# [PROBLEM TO SOLVE]
Search the data for the string "response", and report each line where it is found.

BEGIN GIVEN DATA

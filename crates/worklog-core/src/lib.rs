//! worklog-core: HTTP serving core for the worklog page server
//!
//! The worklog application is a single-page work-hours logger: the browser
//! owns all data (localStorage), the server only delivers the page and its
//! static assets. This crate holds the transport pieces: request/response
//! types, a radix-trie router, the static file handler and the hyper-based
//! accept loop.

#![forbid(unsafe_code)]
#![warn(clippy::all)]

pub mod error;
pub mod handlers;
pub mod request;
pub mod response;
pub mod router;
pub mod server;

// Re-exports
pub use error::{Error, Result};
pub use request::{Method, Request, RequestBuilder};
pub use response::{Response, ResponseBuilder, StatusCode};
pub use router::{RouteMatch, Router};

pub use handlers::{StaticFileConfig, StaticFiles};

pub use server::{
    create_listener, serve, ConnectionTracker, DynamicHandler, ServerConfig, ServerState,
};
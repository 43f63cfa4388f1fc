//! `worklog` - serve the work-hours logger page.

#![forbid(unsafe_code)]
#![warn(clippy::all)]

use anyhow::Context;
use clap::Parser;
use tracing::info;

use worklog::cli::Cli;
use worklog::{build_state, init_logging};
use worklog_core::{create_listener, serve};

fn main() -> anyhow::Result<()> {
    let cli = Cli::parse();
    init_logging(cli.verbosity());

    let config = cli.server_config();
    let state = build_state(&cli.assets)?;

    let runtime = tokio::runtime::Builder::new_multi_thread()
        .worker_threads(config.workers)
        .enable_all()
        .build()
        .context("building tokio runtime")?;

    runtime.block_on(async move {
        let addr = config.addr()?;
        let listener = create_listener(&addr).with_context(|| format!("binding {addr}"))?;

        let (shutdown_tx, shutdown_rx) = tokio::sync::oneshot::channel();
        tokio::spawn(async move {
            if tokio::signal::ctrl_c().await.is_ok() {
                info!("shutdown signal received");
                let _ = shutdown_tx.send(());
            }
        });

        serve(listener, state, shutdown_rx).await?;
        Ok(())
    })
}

END GIVEN DATA
BEGIN GIVEN DATA

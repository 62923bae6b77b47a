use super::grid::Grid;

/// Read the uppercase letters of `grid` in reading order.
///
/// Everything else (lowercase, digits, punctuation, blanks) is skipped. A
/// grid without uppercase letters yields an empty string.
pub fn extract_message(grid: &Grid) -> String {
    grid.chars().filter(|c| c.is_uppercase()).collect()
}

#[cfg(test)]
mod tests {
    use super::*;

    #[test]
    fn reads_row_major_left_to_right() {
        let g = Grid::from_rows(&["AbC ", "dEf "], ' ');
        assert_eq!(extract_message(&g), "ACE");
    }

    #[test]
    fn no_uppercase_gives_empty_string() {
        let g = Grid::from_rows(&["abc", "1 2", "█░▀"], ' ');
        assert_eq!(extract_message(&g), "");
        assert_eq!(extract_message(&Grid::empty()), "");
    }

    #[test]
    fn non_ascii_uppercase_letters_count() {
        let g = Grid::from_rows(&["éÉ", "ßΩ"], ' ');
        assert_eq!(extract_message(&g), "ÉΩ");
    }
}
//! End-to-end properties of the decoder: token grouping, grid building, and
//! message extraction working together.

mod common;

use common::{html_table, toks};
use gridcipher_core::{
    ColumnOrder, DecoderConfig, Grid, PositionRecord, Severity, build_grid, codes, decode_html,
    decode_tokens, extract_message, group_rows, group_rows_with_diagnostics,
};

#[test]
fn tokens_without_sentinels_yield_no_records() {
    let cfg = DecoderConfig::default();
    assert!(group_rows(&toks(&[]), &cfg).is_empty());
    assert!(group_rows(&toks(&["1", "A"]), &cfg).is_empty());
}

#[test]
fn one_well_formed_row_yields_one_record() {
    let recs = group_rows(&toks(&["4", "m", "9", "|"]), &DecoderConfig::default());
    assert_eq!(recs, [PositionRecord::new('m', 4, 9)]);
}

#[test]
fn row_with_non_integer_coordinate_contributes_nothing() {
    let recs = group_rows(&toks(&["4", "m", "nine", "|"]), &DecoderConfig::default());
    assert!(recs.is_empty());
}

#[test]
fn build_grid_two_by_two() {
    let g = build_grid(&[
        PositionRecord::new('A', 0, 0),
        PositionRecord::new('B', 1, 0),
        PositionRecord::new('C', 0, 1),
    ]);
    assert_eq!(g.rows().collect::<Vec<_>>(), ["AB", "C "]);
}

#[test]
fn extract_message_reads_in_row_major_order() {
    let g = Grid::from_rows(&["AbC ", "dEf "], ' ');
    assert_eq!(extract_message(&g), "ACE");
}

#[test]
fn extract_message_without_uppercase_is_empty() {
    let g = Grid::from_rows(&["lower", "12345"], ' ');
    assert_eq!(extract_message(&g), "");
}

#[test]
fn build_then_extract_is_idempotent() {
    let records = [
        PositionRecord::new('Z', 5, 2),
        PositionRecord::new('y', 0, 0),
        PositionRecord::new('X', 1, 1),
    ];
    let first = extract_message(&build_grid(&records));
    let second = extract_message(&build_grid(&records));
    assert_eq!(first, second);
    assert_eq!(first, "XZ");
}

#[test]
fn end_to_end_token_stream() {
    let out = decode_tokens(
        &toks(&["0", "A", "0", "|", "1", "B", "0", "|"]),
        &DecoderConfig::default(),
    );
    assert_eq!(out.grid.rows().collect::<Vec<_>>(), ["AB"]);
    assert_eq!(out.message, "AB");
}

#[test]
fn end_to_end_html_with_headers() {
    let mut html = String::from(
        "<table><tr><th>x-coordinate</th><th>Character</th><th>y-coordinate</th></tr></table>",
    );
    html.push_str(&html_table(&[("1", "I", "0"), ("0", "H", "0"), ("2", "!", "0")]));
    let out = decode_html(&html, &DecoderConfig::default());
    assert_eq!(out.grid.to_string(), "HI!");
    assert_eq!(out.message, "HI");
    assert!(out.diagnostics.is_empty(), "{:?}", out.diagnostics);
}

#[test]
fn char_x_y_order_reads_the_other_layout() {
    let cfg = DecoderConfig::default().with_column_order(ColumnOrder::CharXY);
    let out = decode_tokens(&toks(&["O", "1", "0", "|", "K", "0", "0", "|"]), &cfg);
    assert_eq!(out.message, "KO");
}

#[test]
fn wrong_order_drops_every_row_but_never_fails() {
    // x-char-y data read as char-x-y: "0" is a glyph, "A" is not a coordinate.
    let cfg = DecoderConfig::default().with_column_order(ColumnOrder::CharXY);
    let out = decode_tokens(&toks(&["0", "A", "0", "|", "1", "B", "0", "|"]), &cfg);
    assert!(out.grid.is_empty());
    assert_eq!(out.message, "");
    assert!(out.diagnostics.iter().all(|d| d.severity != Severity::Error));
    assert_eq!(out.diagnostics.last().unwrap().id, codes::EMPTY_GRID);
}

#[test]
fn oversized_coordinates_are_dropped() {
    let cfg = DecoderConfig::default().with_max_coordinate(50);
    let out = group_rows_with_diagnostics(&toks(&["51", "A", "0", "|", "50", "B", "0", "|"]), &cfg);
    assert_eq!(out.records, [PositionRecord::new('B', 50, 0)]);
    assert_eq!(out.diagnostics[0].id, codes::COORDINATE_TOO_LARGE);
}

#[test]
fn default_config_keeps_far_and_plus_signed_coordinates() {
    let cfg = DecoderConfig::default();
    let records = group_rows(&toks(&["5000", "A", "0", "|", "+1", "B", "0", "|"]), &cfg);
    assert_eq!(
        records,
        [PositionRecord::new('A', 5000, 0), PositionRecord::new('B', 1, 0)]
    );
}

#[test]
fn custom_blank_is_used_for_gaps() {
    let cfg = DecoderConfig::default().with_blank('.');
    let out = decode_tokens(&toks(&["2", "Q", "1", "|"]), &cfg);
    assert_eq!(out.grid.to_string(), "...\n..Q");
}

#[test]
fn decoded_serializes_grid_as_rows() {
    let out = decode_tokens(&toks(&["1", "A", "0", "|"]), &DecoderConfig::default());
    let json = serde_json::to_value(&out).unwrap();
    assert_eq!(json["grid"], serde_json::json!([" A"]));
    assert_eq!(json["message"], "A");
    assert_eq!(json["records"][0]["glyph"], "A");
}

END GIVEN DATA

# [ANSWER TO THIS TASK]
//! static assets. This crate holds the transport pieces: request/response
pub mod response;
pub use response::{Response, ResponseBuilder, StatusCode};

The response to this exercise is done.